The KRC held a Wikipedia edit-a-thon on Tuesday January 24th at Wolfson College, in collaboration with the Khalili Foundation as part of the ongoing World Festival of Cultural Diversity (see here for further details: https://krc.web.ox.ac.uk/event/wikipedia-edit-a-thon). KRC doctoral student Edward Shawe-Taylor has written this report on the event:
Every student of Islamic art has at one point been confronted either with an absence of material, or an abundance of factual errors, when using Wikipedia. When an email was circulated asking for participants in an Islamic Art Wikipedia Edit-a-thon, therefore, it was no surprise that the uptake from the KRC was high.
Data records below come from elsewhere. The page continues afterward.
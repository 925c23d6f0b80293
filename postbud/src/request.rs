//! Inbound requests: what extractors pull their values from.

use std::any::Any;
use std::fmt;
use std::sync::{Arc, RwLock};

use crate::{message::Message, payload::Payload, transport::Transport};

/// The broker's typed state storage, read by the
/// [`State`](crate::extract::State) extractor.
pub(crate) type StateMap = anymap::Map<dyn Any + Send + Sync>;

/// An inbound request: the canonical message plus the broker facilities
/// extractors need.
///
/// One request exists per dispatch. It owns the message (including the raw
/// frame handle the watcher scope acks through) and lazily caches the
/// decoded payload so several extractors can share one decode.
pub struct Request<T: Transport> {
    /// The canonical message being dispatched.
    message: Message<T::Frame>,
    /// Decoded payload cache. Filled eagerly unless the handler was
    /// registered raw, and on first use otherwise.
    payload: Option<Payload>,
    /// The broker's typed state.
    state: Arc<RwLock<StateMap>>,
}

impl<T: Transport> fmt::Debug for Request<T> {
    fn fmt(&self, f: &mut fmt::Formatter<'_>) -> fmt::Result {
        f.debug_struct("Request")
            .field("message", &self.message)
            .field("payload", &self.payload)
            .finish_non_exhaustive()
    }
}

impl<T: Transport> Request<T> {
    /// Bundles a message with the broker state into a request.
    pub(crate) fn new(message: Message<T::Frame>, state: Arc<RwLock<StateMap>>) -> Self {
        Self {
            message,
            payload: None,
            state,
        }
    }

    /// Returns a reference to the message of this request.
    pub fn message(&self) -> &Message<T::Frame> {
        &self.message
    }

    /// Returns the decoded payload, decoding on first use.
    ///
    /// Decoding is total, so this never fails; an undecodable body comes
    /// back as raw bytes.
    pub fn payload(&mut self) -> &Payload {
        let message = &self.message;
        self.payload.get_or_insert_with(|| Payload::decode(message))
    }

    /// Returns a clone of the broker state value of type `V`, if one was
    /// added with [`Broker::state`](crate::Broker::state).
    pub fn state<V>(&self) -> Option<V>
    where
        V: Any + Clone + Send + Sync,
    {
        self.state
            .read()
            .expect("state lock poisoned")
            .get::<V>()
            .cloned()
    }
}
//! Super minimal example that sets up a broker with a couple of handlers and
//! makes an RPC round trip over the in-memory transport.

use std::time::Duration;

use serde::Deserialize;

use postbud::extract::{Json, Text};
use postbud::{Broker, MemoryTransport, PublishConfig};

#[derive(Deserialize)]
struct AddRequest {
    a: i64,
    b: i64,
}

async fn echo(Text(text): Text) -> String {
    text
}

async fn add(Json(request): Json<AddRequest>) -> i64 {
    request.a + request.b
}

#[tokio::main]
async fn main() -> postbud::Result<()> {
    tracing_subscriber::fmt::init();

    let broker = Broker::new(MemoryTransport::new())
        .response_queue("replies")
        .handler("echo", echo)
        .handler("add", add);

    broker.start().await?;

    let rpc = PublishConfig::new().rpc().with_timeout(Duration::from_secs(1));

    let echoed = broker
        .publish_with_config("hello over the broker", "echo", rpc.clone())
        .await?;
    tracing::info!("echo replied: {echoed:?}");

    let sum = broker
        .publish_with_config(serde_json::json!({"a": 2, "b": 3}), "add", rpc)
        .await?;
    tracing::info!("add replied: {sum:?}");

    broker.close().await
}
With the aim of “tackling cultural bias online,” the seminar was a three-hour afternoon session, organised by the Khalili Foundation as part of their work with UNESCO’s Universal Declaration on Cultural Diversity. The session was attended by many staff and students from the KRC, as well as from other faculties of the University. Most of us were completely new to the complicated world of Wikipedia editing. In the first half of the seminar, Martin Poulter, the Khalili Collection’s “Wikimedian in Residence”, showed us behind the curtain to see how Wikipedia operates. We were taught the mechanics of the website, how to edit and create articles, how to write clear and unbiased entries, and, perhaps most importantly of all, how to engage diplomatically with the multitude of experienced Wikipedia editors, whose articles we might disagree with.
After the lecture, we were free to put Martin’s excellent teaching to good use. We all set about editing articles which were relevant to our research interests, and, in some cases, composing them from scratch. By the end of the session, we had all successfully contributed to the representation of Islamic art on Wikipedia – and I’m sure many of us will continue to do so in the future.